According to a 2015 survey by Barna, 57 percent of American adults said, “knowing what is right or wrong is a matter of personal experience.” Ninety- one percent agreed, “The best way to find yourself is by looking within yourself.” Seventy-nine percent agreed, “People can believe whatever they want, as long as those beliefs don’t affect society.”
What Barna called “America’s new moral code” is at odds with biblical truth. This was Paul’s problem with the Judaizers as well. They had added works to the gospel, which made it no gospel at all. The good news is that salvation comes by God’s grace plus nothing (vv. 15–16).
Paul wanted to make the doctrinal issues crystal clear to the Galatians. These are not abstract philosophical theories. This was an essential theological and practical question that affected people’s daily lives: what from the Mosaic Law should be required of Gentiles who came to faith in Christ?

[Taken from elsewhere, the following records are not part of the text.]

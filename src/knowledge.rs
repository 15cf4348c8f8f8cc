//! Static knowledge table and the lookup executor that serves it
//!
//! The table maps a topic to a list of facts. It is loaded once and never
//! changes afterwards; lookups take `&self` only.

use std::collections::BTreeMap;
use std::path::Path;
use std::sync::Arc;

use async_trait::async_trait;
use once_cell::sync::Lazy;
use serde::{Deserialize, Serialize};

use crate::agents::{AgentExecutor, ExecutionContext, ExecutionError};
use crate::error::{Result, StageMemError};

static BUILTIN: Lazy<Arc<KnowledgeBase>> = Lazy::new(|| {
    let topics = [
        (
            "working memory",
            vec![
                "Working memory holds fresh task results.",
                "Entries enter the store at the working stage.",
            ],
        ),
        (
            "short-term memory",
            vec![
                "Short-term memory holds entries that were read often or rated important.",
                "Idle short-term entries fall back to working memory.",
            ],
        ),
        (
            "long-term memory",
            vec![
                "Long-term memory holds entries that kept being read.",
                "Idle, unimportant long-term entries are evicted.",
            ],
        ),
        (
            "agent",
            vec![
                "An agent runs one task at a time.",
                "An agent only takes task kinds listed in its capabilities.",
            ],
        ),
        (
            "task",
            vec![
                "A task moves from queued to running and ends completed, failed or cancelled.",
                "Failed attempts are retried with exponential backoff.",
            ],
        ),
    ];
    Arc::new(KnowledgeBase::from_pairs(topics.into_iter().map(|(topic, facts)| {
        (topic.to_string(), facts.into_iter().map(str::to_string).collect())
    })))
});

fn normalize(topic: &str) -> String {
    topic
        .split_whitespace()
        .collect::<Vec<_>>()
        .join(" ")
        .to_lowercase()
}

#[derive(Debug, Default, Serialize, Deserialize)]
struct KnowledgeFile {
    #[serde(default)]
    topics: BTreeMap<String, Vec<String>>,
}

/// Immutable topic → facts table
#[derive(Debug, Clone, Default, PartialEq)]
pub struct KnowledgeBase {
    topics: BTreeMap<String, Vec<String>>,
}

impl KnowledgeBase {
    /// The table shipped with the crate
    pub fn builtin() -> Arc<KnowledgeBase> {
        Arc::clone(&BUILTIN)
    }

    pub fn from_pairs<I>(pairs: I) -> Self
    where
        I: IntoIterator<Item = (String, Vec<String>)>,
    {
        let mut topics: BTreeMap<String, Vec<String>> = BTreeMap::new();
        for (topic, facts) in pairs {
            topics.entry(normalize(&topic)).or_default().extend(facts);
        }
        Self { topics }
    }

    /// Parse `[topics]` with one array of facts per topic
    pub fn from_toml_str(input: &str) -> Result<Self> {
        let file: KnowledgeFile = toml::from_str(input)
            .map_err(|e| StageMemError::Config(format!("invalid knowledge file: {}", e)))?;
        Ok(Self::from_pairs(file.topics))
    }

    /// Parse `{"topics": {"name": ["fact", ...]}}`
    pub fn from_json_str(input: &str) -> Result<Self> {
        let file: KnowledgeFile = serde_json::from_str(input)?;
        Ok(Self::from_pairs(file.topics))
    }

    /// Load from a `.toml` or `.json` file; `~` is expanded
    pub fn load(path: &str) -> Result<Self> {
        let expanded = shellexpand::tilde(path).to_string();
        let content = std::fs::read_to_string(&expanded)?;
        let is_json = Path::new(&expanded)
            .extension()
            .map_or(false, |ext| ext.eq_ignore_ascii_case("json"));
        let kb = if is_json {
            Self::from_json_str(&content)?
        } else {
            Self::from_toml_str(&content)?
        };
        tracing::info!(path = %expanded, topics = kb.len(), "Knowledge base loaded");
        Ok(kb)
    }

    /// Facts for an exact topic, ignoring case and extra whitespace
    pub fn lookup(&self, topic: &str) -> Option<&[String]> {
        self.topics.get(&normalize(topic)).map(Vec::as_slice)
    }

    /// Find the topic a free-text question is about: an exact match first,
    /// otherwise the longest topic mentioned in the text.
    pub fn resolve(&self, text: &str) -> Option<(&str, &[String])> {
        let needle = normalize(text);
        if let Some((topic, facts)) = self.topics.get_key_value(&needle) {
            return Some((topic.as_str(), facts.as_slice()));
        }
        self.topics
            .iter()
            .filter(|(topic, _)| contains_phrase(&needle, topic))
            .max_by_key(|(topic, _)| topic.len())
            .map(|(topic, facts)| (topic.as_str(), facts.as_slice()))
    }

    pub fn topics(&self) -> impl Iterator<Item = &str> {
        self.topics.keys().map(String::as_str)
    }

    pub fn len(&self) -> usize {
        self.topics.len()
    }

    pub fn is_empty(&self) -> bool {
        self.topics.is_empty()
    }
}

// phrase match on word boundaries
fn contains_phrase(text: &str, phrase: &str) -> bool {
    text.match_indices(phrase).any(|(start, _)| {
        let end = start + phrase.len();
        let before_ok = text[..start]
            .chars()
            .next_back()
            .map_or(true, |c| !c.is_alphanumeric());
        let after_ok = text[end..]
            .chars()
            .next()
            .map_or(true, |c| !c.is_alphanumeric());
        before_ok && after_ok
    })
}

/// Answers `lookup` tasks from a [`KnowledgeBase`]
pub struct KnowledgeExecutor {
    kb: Arc<KnowledgeBase>,
}

impl KnowledgeExecutor {
    pub fn new(kb: Arc<KnowledgeBase>) -> Self {
        Self { kb }
    }
}

#[async_trait]
impl AgentExecutor for KnowledgeExecutor {
    async fn execute(
        &self,
        ctx: &ExecutionContext,
    ) -> std::result::Result<serde_json::Value, ExecutionError> {
        let question = ctx
            .payload
            .get("topic")
            .or_else(|| ctx.payload.get("text"))
            .and_then(|v| v.as_str())
            .ok_or_else(|| ExecutionError::failed("lookup payload has no text"))?;

        let (topic, facts) = self
            .kb
            .resolve(question)
            .ok_or_else(|| ExecutionError::failed(format!("no knowledge about '{}'", question)))?;

        Ok(serde_json::json!({
            "topic": topic,
            "facts": facts,
        }))
    }
}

The unequivocal answer: Nothing.
Justification is by faith alone in Christ alone. This doesn’t mean at all that “Christ promotes sin” (vv. 17–18; see Rom. 6:1–2). It does mean that one cannot mix salvation by faith and salvation by works (vv. 19–21). In fact, to live to one is to die to the other!

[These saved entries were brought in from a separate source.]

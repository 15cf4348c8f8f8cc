//! Total order used for stage listings and scheduler passes

use std::cmp::Ordering;

use crate::types::MemoryEntry;

/// Descending importance, then most recent access (never-read last), then
/// earlier creation, then smaller id.
pub fn listing_order(a: &MemoryEntry, b: &MemoryEntry) -> Ordering {
    b.importance
        .total_cmp(&a.importance)
        .then_with(|| match (a.last_accessed_at, b.last_accessed_at) {
            (Some(x), Some(y)) => y.cmp(&x),
            (Some(_), None) => Ordering::Less,
            (None, Some(_)) => Ordering::Greater,
            (None, None) => Ordering::Equal,
        })
        .then_with(|| a.created_at.cmp(&b.created_at))
        .then_with(|| a.id.cmp(&b.id))
}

We cannot say both that Christ saved us and that our good works play a part in making us right with God. These are mutually exclusive options. To try to attain salvation through our good works is to “set aside” or “nullify” the grace of God (v. 21). This is a strong term, meaning to “reject” or “despise.” But God’s grace in Christ is the only basis for our righteous standing before God and the only basis for our righteous living in the present.
Apply the Word
A fitting response to today’s devotion would be to sing the classic hymn, “The Solid Rock.” “My hope is built on nothing less / Than Jesus’ blood and righteousness; / No merit of my own I claim [or, I dare not trust the sweetest frame] / But wholly lean on Jesus’ name. / On Christ, the solid rock, I stand; / All other ground is sinking sand.”